MLBlogosphere came out with their latest power rankings featuring the top ten most popular blogs from MLB.com. On behalf of everyone here at RSBS (myself included along with just Allen), I would like to thank the fans, the lawyers, the paparazzi, and all five members of NKOTB for their undying support and unfathomable loyalty to the staunch wordy baseball-politico diatribes presented here. With the help of a seriously disenfranchised Brit, you US Americans have put Red State Blue State over the hump and made us the fifth most popular fan blog in all of MLB.comLand!
While we’re happy to be honored so, we were hoping you, dear reader, could pick up the slack a little and make us number one. I mean, what is fifth place really? The fourth loser?
If we have to, Allen has agreed to sell his body (frail and pasty as it is) to anyone who can generate hits on our site at nothing less than light speed. I would provide the sedatives to any willing participant as well as a package deal including up to at least three years of therapy.
In the meantime, I guess number five ain’t so bad. If it’s good enough for A.P., it’s good enough for me. And A.P.’s pretty damn good…

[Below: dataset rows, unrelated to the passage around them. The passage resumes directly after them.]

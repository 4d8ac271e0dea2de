//! Health check and configuration introspection endpoints

use std::sync::Arc;

use axum::{Json, Router, extract::State, routing::get};
use serde::Serialize;

use super::ApiState;

/// Health check response
#[derive(Serialize)]
pub struct HealthResponse {
    pub status: &'static str,
    pub version: &'static str,
    pub uptime_secs: i64,
    pub reply_ready: bool,
}

/// Configuration introspection response
///
/// Names backends only; secrets never leave the process.
#[derive(Serialize)]
pub struct ConfigResponse {
    pub stt_backend: String,
    pub tts_backend: String,
    pub reply_configured: bool,
    pub auth_enabled: bool,
}

/// Build the health/introspection router
pub fn router(state: Arc<ApiState>) -> Router {
    Router::new()
        .route("/health", get(health))
        .route("/config", get(config))
        .with_state(state)
}

/// Liveness probe plus adapter readiness
async fn health(State(state): State<Arc<ApiState>>) -> Json<HealthResponse> {
    Json(HealthResponse {
        status: "ok",
        version: env!("CARGO_PKG_VERSION"),
        uptime_secs: (chrono::Utc::now() - state.started_at).num_seconds(),
        reply_ready: state.reply_configured,
    })
}

/// Report which backends this gateway was started with
async fn config(State(state): State<Arc<ApiState>>) -> Json<ConfigResponse> {
    Json(ConfigResponse {
        stt_backend: state.stt_provider.clone(),
        tts_backend: state.tts_provider.clone(),
        reply_configured: state.reply_configured,
        auth_enabled: state.auth_token.is_some(),
    })
}
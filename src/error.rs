//! Error types for the parley gateway

use thiserror::Error;

/// Result type alias for gateway operations
pub type Result<T> = std::result::Result<T, Error>;

/// Errors that can occur in the parley gateway
#[derive(Debug, Error)]
pub enum Error {
    /// Configuration error
    #[error("configuration error: {0}")]
    Config(String),

    /// Authentication failure (invalid or missing token)
    ///
    /// Surfaced to clients as the unauthorized close code, never as a
    /// generic transport failure.
    #[error("auth error: {0}")]
    Auth(String),

    /// Transport-level failure (refused, reset, closed mid-stream)
    #[error("connectivity error: {0}")]
    Connectivity(String),

    /// Speech-to-text error
    #[error("STT error: {0}")]
    Stt(String),

    /// Reply generation error
    #[error("reply error: {0}")]
    Reply(String),

    /// Text-to-speech error
    #[error("TTS error: {0}")]
    Tts(String),

    /// Audio capture/playback/encoding error
    #[error("audio error: {0}")]
    Audio(String),

    /// No backing provider configured for a required capability
    ///
    /// Distinct from an empty-but-valid adapter result.
    #[error("not configured: {0}")]
    NotConfigured(&'static str),

    /// An adapter call exceeded its configured deadline
    #[error("timed out waiting for {0}")]
    Timeout(&'static str),

    /// Per-session channel closed while an event was in flight
    #[error("session channel closed")]
    SessionClosed,

    /// IO error
    #[error("io error: {0}")]
    Io(#[from] std::io::Error),

    /// HTTP error
    #[error("http error: {0}")]
    Http(#[from] reqwest::Error),

    /// Serialization error
    #[error("serialization error: {0}")]
    Serialization(#[from] serde_json::Error),

    /// TOML parsing error
    #[error("toml error: {0}")]
    Toml(#[from] toml::de::Error),

    /// WebSocket protocol error
    #[error("websocket error: {0}")]
    WebSocket(#[from] Box<tokio_tungstenite::tungstenite::Error>),
}

impl From<tokio_tungstenite::tungstenite::Error> for Error {
    fn from(e: tokio_tungstenite::tungstenite::Error) -> Self {
        Self::WebSocket(Box::new(e))
    }
}
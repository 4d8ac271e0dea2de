//! Single-shot voice exchange endpoint
//!
//! Accepts one utterance of audio in the request body and performs a
//! full Capturing→Idle pass through the session pipeline: transcript,
//! reply and reply audio come back in one JSON response.

use std::sync::Arc;

use axum::{Json, Router, body::Bytes, extract::State, routing::post};
use base64::Engine as _;
use base64::engine::general_purpose::STANDARD as BASE64;
use serde::Serialize;

use super::ApiState;
use super::chat::ApiError;
use crate::protocol::NoReplyReason;
use crate::session;

/// Single-shot exchange response
#[derive(Debug, Serialize)]
pub struct ConverseResponse {
    pub transcript: String,
    #[serde(skip_serializing_if = "Option::is_none")]
    pub reply: Option<String>,
    #[serde(skip_serializing_if = "Option::is_none")]
    pub no_reply: Option<NoReplyReason>,
    /// Reply audio chunks, base64-encoded, in playback order
    pub audio: Vec<String>,
}

/// Build the converse router
pub fn router(state: Arc<ApiState>) -> Router {
    Router::new()
        .route("/converse", post(converse))
        .with_state(state)
}

/// Run one full voice exchange over the session state machine
async fn converse(
    State(state): State<Arc<ApiState>>,
    body: Bytes,
) -> Result<Json<ConverseResponse>, ApiError> {
    if body.is_empty() {
        return Err(ApiError::BadRequest("audio body is required"));
    }

    tracing::info!(audio_bytes = body.len(), "single-shot converse");

    let outcome = session::converse_once(
        state.adapters.clone(),
        state.timeouts.clone(),
        body.to_vec(),
    )
    .await
    .map_err(ApiError::Upstream)?;

    Ok(Json(ConverseResponse {
        transcript: outcome.transcript,
        reply: outcome.reply,
        no_reply: outcome.no_reply,
        audio: outcome
            .audio
            .iter()
            .map(|chunk| BASE64.encode(chunk))
            .collect(),
    }))
}
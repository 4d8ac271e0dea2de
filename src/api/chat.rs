//! Single-shot text chat endpoint
//!
//! Thin non-streaming wrapper over the reply generator for clients that
//! have text already and do not need the voice loop.

use std::sync::Arc;

use axum::{
    Json, Router,
    extract::State,
    http::StatusCode,
    response::{IntoResponse, Response},
    routing::post,
};
use serde::{Deserialize, Serialize};

use super::ApiState;
use crate::Error;
use crate::adapters::ReplyGenerator as _;

/// Chat request body
#[derive(Debug, Deserialize)]
pub struct ChatRequest {
    pub text: String,
}

/// Chat response body
#[derive(Debug, Serialize)]
pub struct ChatResponse {
    pub reply: String,
}

/// Build the chat router
pub fn router(state: Arc<ApiState>) -> Router {
    Router::new()
        .route("/chat", post(chat))
        .with_state(state)
}

/// Generate a reply for one text message
async fn chat(
    State(state): State<Arc<ApiState>>,
    Json(request): Json<ChatRequest>,
) -> Result<Json<ChatResponse>, ApiError> {
    let text = request.text.trim();
    if text.is_empty() {
        return Err(ApiError::BadRequest("text is required"));
    }

    tracing::info!(chars = text.len(), "chat request");

    let reply = tokio::time::timeout(
        state.timeouts.reply(),
        state.adapters.reply.generate(text),
    )
    .await
    .map_err(|_| ApiError::Upstream(Error::Timeout("reply text")))?
    .map_err(ApiError::Upstream)?;

    Ok(Json(ChatResponse { reply }))
}

/// API error envelope shared by the single-shot endpoints
#[derive(Debug)]
pub enum ApiError {
    BadRequest(&'static str),
    Upstream(Error),
}

impl IntoResponse for ApiError {
    fn into_response(self) -> Response {
        #[derive(Serialize)]
        struct ErrorResponse {
            error: ErrorBody,
        }

        #[derive(Serialize)]
        struct ErrorBody {
            code: &'static str,
            message: String,
        }

        let (status, code, message) = match self {
            Self::BadRequest(msg) => (StatusCode::BAD_REQUEST, "bad_request", msg.to_string()),
            Self::Upstream(err) => match &err {
                Error::NotConfigured(_) => {
                    (StatusCode::SERVICE_UNAVAILABLE, "not_configured", err.to_string())
                }
                Error::Timeout(_) => {
                    (StatusCode::GATEWAY_TIMEOUT, "timeout", err.to_string())
                }
                Error::Stt(_) => {
                    (StatusCode::BAD_GATEWAY, "stt_error", err.to_string())
                }
                Error::Tts(_) => {
                    (StatusCode::BAD_GATEWAY, "tts_error", err.to_string())
                }
                _ => (StatusCode::BAD_GATEWAY, "reply_error", err.to_string()),
            },
        };

        (
            status,
            Json(ErrorResponse {
                error: ErrorBody { code, message },
            }),
        )
            .into_response()
    }
}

In recognizing this and celebrating the fact that bipartisan blogging can actually turn out a modicum of success, I leave you, dear readers, with the gift of a fascinating video that I have yet to understand. Since the last post was about injuries and their affects on the game, I thought this might be a fitting tribute to staying healthy — on and off the field, computer, wherever you might spend your time… for me that would be in a bar.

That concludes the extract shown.